Coaching career (HC unless noted)
- 1992–1995: East Carolina (SA)
- 1996–1997: Illinois State (DL/RC)
- 1998–1999: Illinois State (LB/RC)
- 2000–2002: Pittsburgh (LB)
- 2003–2006: Clemson (LB/RC)
- 2007–2008: Clemson (ILB)
- 2009: South Florida (co-DC/LB)
- 2012–2013: Fordham (DC/LB)
- 2014–2017: Jacksonville State (co-DC/ILB)
- 2018: East Carolina (DC/LB)
- 2018: East Carolina (interim HC)
- 2019: Old Dominion (DC/ILB)
- 2020: Louisiana Tech (DC)
- 2021: Louisiana Tech (DC/LB)
- 2023: Missouri (SDA)
- 2024–present: Missouri (DT)

Head coaching record
- Overall: 0–1

= David Blackwell (American football) =

American football player and coach (born 1971)

David Blackwell (born May 4, 1971) is an American football coach who is currently the defensive tackles coach at the University of Missouri, a position he has held since 2023. He was previously the defensive coordinator at Old Dominion University and East Carolina University, serving as the interim head coach for the latter in 2018 after the termination of Scottie Montgomery and the defensive coordinator at Louisiana Tech University from 2020 to 2021.

==Coaching career==
Blackwell started his coaching career at East Carolina as a student assistant after he suffered a neck-injury while playing offensive line for the Pirates. He also had coaching stints at Illinois State and Pittsburgh before joining the coaching staff at Clemson as the team's linebackers coach and later added recruiting coordinator duties a couple of months later after the departure of Rick Stockstill. He left after the 2008 season to join the coaching staff at South Florida as the Bulls linebackers coach and co-defensive coordinator. After being out of football for two seasons, Blackwell returned to college football as the defensive coordinator for Fordham from 2012 to 2013 before joining the Jacksonville State coaching staff in 2014 as a co-defensive coordinator and the inside linebackers coach.

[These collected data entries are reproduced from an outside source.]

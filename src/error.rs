//! Error types for the salary_slip crate.

use thiserror::Error;

/// Failures surfaced by [`crate::slip::render`].
///
/// Composing the page layout itself cannot fail; missing and malformed record
/// fields degrade to documented defaults instead of erroring.  The only
/// failure path left is serializing the finished document through the PDF
/// backend.
#[derive(Debug, Error)]
pub enum RenderError {
    /// The PDF backend rejected the document while writing it out.
    #[error("failed to serialize the PDF document: {0}")]
    Pdf(#[from] printpdf::Error),
}
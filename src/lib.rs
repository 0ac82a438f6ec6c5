//! Core entry point for the salary_slip crate.

pub mod canvas;
pub mod error;
pub mod layout;
pub mod metrics;
pub mod record;
pub mod slip;

pub use error::RenderError;
pub use record::{FieldValue, Record};
pub use slip::{download_filename, render};
//! Input records and the fail-soft field extraction helpers.
//!
//! A [`Record`] is one row of payroll data: a mapping from exact field name to
//! a textual or numeric value.  The renderer never mutates it.  Lookups are
//! deliberately total: a missing field degrades to an empty string or zero,
//! and numeric conversion failures are coerced to zero instead of propagated.

use std::collections::HashMap;

/// Textual artifact left behind when a missing numeric cell is serialized to
/// text upstream.  Cleaned up uniformly before display.
pub const NAN_SENTINEL: &str = "nan";

/// A single field value as supplied by the upstream table.
#[derive(Clone, Debug, PartialEq)]
pub enum FieldValue {
    /// Free-form text, e.g. a city name or rider identifier.
    Text(String),
    /// A numeric cell.
    Number(f64),
}

impl From<&str> for FieldValue {
    fn from(text: &str) -> Self {
        Self::Text(text.to_owned())
    }
}

impl From<String> for FieldValue {
    fn from(text: String) -> Self {
        Self::Text(text)
    }
}

impl From<f64> for FieldValue {
    fn from(number: f64) -> Self {
        Self::Number(number)
    }
}

impl From<i64> for FieldValue {
    fn from(number: i64) -> Self {
        Self::Number(number as f64)
    }
}

/// One person's one-period payroll figures, keyed by exact field name.
///
/// Field names must match the upstream spreadsheet headers byte-for-byte,
/// including their labeling quirks (see [`crate::layout`]).
#[derive(Clone, Debug, Default, PartialEq)]
pub struct Record {
    fields: HashMap<String, FieldValue>,
}

impl Record {
    /// Creates an empty record.
    pub fn new() -> Self {
        Self::default()
    }

    /// Inserts a field, replacing any previous value under the same name.
    pub fn insert(&mut self, name: impl Into<String>, value: impl Into<FieldValue>) {
        self.fields.insert(name.into(), value.into());
    }

    /// Inserts a field and returns the updated record.
    pub fn with_field(mut self, name: impl Into<String>, value: impl Into<FieldValue>) -> Self {
        self.insert(name, value);
        self
    }

    /// Returns the raw value stored under `name`, if any.
    pub fn get(&self, name: &str) -> Option<&FieldValue> {
        self.fields.get(name)
    }

    /// Returns the number of fields in the record.
    pub fn len(&self) -> usize {
        self.fields.len()
    }

    /// Returns `true` if the record carries no fields.
    pub fn is_empty(&self) -> bool {
        self.fields.is_empty()
    }

    /// Extracts a field as display text.
    ///
    /// Absent fields and the `nan` serialization sentinel both resolve to an
    /// empty string.  Numeric values are formatted with their natural decimal
    /// representation.
    pub fn text(&self, name: &str) -> String {
        match self.fields.get(name) {
            None => String::new(),
            Some(FieldValue::Text(text)) => normalize_text(text).to_owned(),
            Some(FieldValue::Number(number)) => {
                if number.is_nan() {
                    String::new()
                } else {
                    number.to_string()
                }
            }
        }
    }

    /// Extracts a field as an amount.
    ///
    /// This function is total: absent fields, unparseable text, the `nan`
    /// sentinel and non-finite numbers all resolve to `0.0`.  The result is
    /// always finite.
    pub fn amount(&self, name: &str) -> f64 {
        let value = match self.fields.get(name) {
            None => return 0.0,
            Some(value) => value,
        };
        let parsed = match value {
            FieldValue::Number(number) => *number,
            FieldValue::Text(text) => text.trim().parse::<f64>().unwrap_or(0.0),
        };
        if parsed.is_finite() {
            parsed
        } else {
            0.0
        }
    }
}

/// Strips the `nan` serialization sentinel from a textual value.
fn normalize_text(raw: &str) -> &str {
    if raw == NAN_SENTINEL {
        ""
    } else {
        raw
    }
}
// =============================================================================
// pulsefeed — Bybit linear market screener with breadth index
// =============================================================================
//
// Startup order matters: persistence is opened and the index history
// restored first, then the cold-start loader seeds the full market state,
// and only then do the live subsystems (ingestion workers, broadcaster,
// index aggregator, downstream server) come up. Shutdown cancels them in
// the reverse dependency order and releases persistence last.
// =============================================================================

// ── Module declarations ──────────────────────────────────────────────────────
mod api;
mod app_state;
mod bootstrap;
mod bybit;
mod config;
mod index;
mod market;
mod persist;
mod types;

use std::sync::Arc;

use tokio::time::Duration;
use tracing::{info, warn};
use tracing_subscriber::EnvFilter;

use crate::api::ClientRegistry;
use crate::app_state::AppState;
use crate::bybit::BybitClient;
use crate::config::Settings;
use crate::market::MarketStore;
use crate::persist::CandleStore;

#[tokio::main]
async fn main() -> anyhow::Result<()> {
    // ── 1. Environment & config ──────────────────────────────────────────
    let _ = dotenv::dotenv();

    tracing_subscriber::fmt()
        .with_env_filter(
            EnvFilter::try_from_default_env().unwrap_or_else(|_| EnvFilter::new("info")),
        )
        .init();

    info!("╔══════════════════════════════════════════════════════════╗");
    info!("║        pulsefeed — Starting Up                          ║");
    info!("╚══════════════════════════════════════════════════════════╝");

    let settings = Settings::load("pulsefeed.json");
    info!(
        bind = %settings.bind_addr,
        quote = %settings.quote_coin,
        debounce_ms = settings.debounce_ms,
        "configuration resolved"
    );

    // ── 2. Persistence & index history ───────────────────────────────────
    let store = Arc::new(MarketStore::new());
    let persist = Arc::new(CandleStore::connect(&settings.redis_url).await);
    info!(durable = persist.is_durable(), "persistence ready");
    store.restore_index(persist.load().await);

    // ── 3. Cold start ────────────────────────────────────────────────────
    let client = BybitClient::new();
    bootstrap::run_cold_start(&client, &store, &settings).await?;

    // ── 4. Downstream server ─────────────────────────────────────────────
    let registry = Arc::new(ClientRegistry::new());
    let app_state = Arc::new(AppState::new(
        settings.clone(),
        store.clone(),
        registry.clone(),
    ));
    let bind_addr = settings.bind_addr.clone();
    let server = tokio::spawn(async move {
        let app = api::ws::router(app_state);
        let listener = tokio::net::TcpListener::bind(&bind_addr)
            .await
            .expect("failed to bind downstream server");
        info!(addr = %bind_addr, "downstream server listening");
        axum::serve(listener, app)
            .await
            .expect("downstream server failed");
    });

    // ── 5. Ingestion workers ─────────────────────────────────────────────
    let topics = bybit::stream::build_topics(&store.symbols());
    let buckets = bybit::stream::partition_topics(topics, bybit::stream::MAX_TOPICS_PER_CONN);
    info!(workers = buckets.len(), "launching ingestion workers");

    let mut workers = Vec::with_capacity(buckets.len());
    for (worker_id, bucket) in buckets.into_iter().enumerate() {
        let store = store.clone();
        workers.push(tokio::spawn(bybit::stream::run_ingest_worker(
            worker_id, bucket, store,
        )));
    }

    // ── 6. Broadcaster & index aggregator ────────────────────────────────
    let broadcaster = tokio::spawn(api::broadcast::run_broadcaster(
        store.clone(),
        registry.clone(),
        Duration::from_millis(settings.debounce_ms),
    ));
    let aggregator = tokio::spawn(index::aggregator::run_index_aggregator(
        store.clone(),
        persist.clone(),
        settings.index_poll_secs,
    ));

    info!("all subsystems running, press Ctrl+C to stop");

    // ── 7. Graceful shutdown ─────────────────────────────────────────────
    tokio::signal::ctrl_c().await?;
    warn!("shutdown signal received — stopping");

    broadcaster.abort();
    aggregator.abort();
    for worker in &workers {
        worker.abort();
    }
    server.abort();
    persist.close().await;

    info!("pulsefeed shut down complete");
    Ok(())
}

===East Carolina (second stint)===
After finding success at Jacksonville State, Blackwell was hired to be the defensive coordinator at his alma mater East Carolina for the 2018 season. The ECU defense made dramatic improvements in almost every area finishing 3rd. nationally in TFLs and forced 3 and outs and top 20 nationally in sacks. He served as the interim head coach for the Pirates game against NC State after head coach Scottie Montgomery was fired on November 29, 2018.

===Old Dominion===
Blackwell was named the defensive coordinator at Old Dominion in 2019, In his lone season at Old Dominion, he guided the Monarchs to the top-50 defense in terms of yards allowed after ranking 118th the year before. Despite the drastic improvement of the defense, the Monarchs only won 1 game which led to Blackwell being terminated along with head coach Bobby Wilder.

===Louisiana Tech===
Blackwell was named the defensive coordinator at Louisiana Tech in January 2020.

===Missouri===
On March 23, 2023, Blackwell was named as a defensive consultant at Missouri.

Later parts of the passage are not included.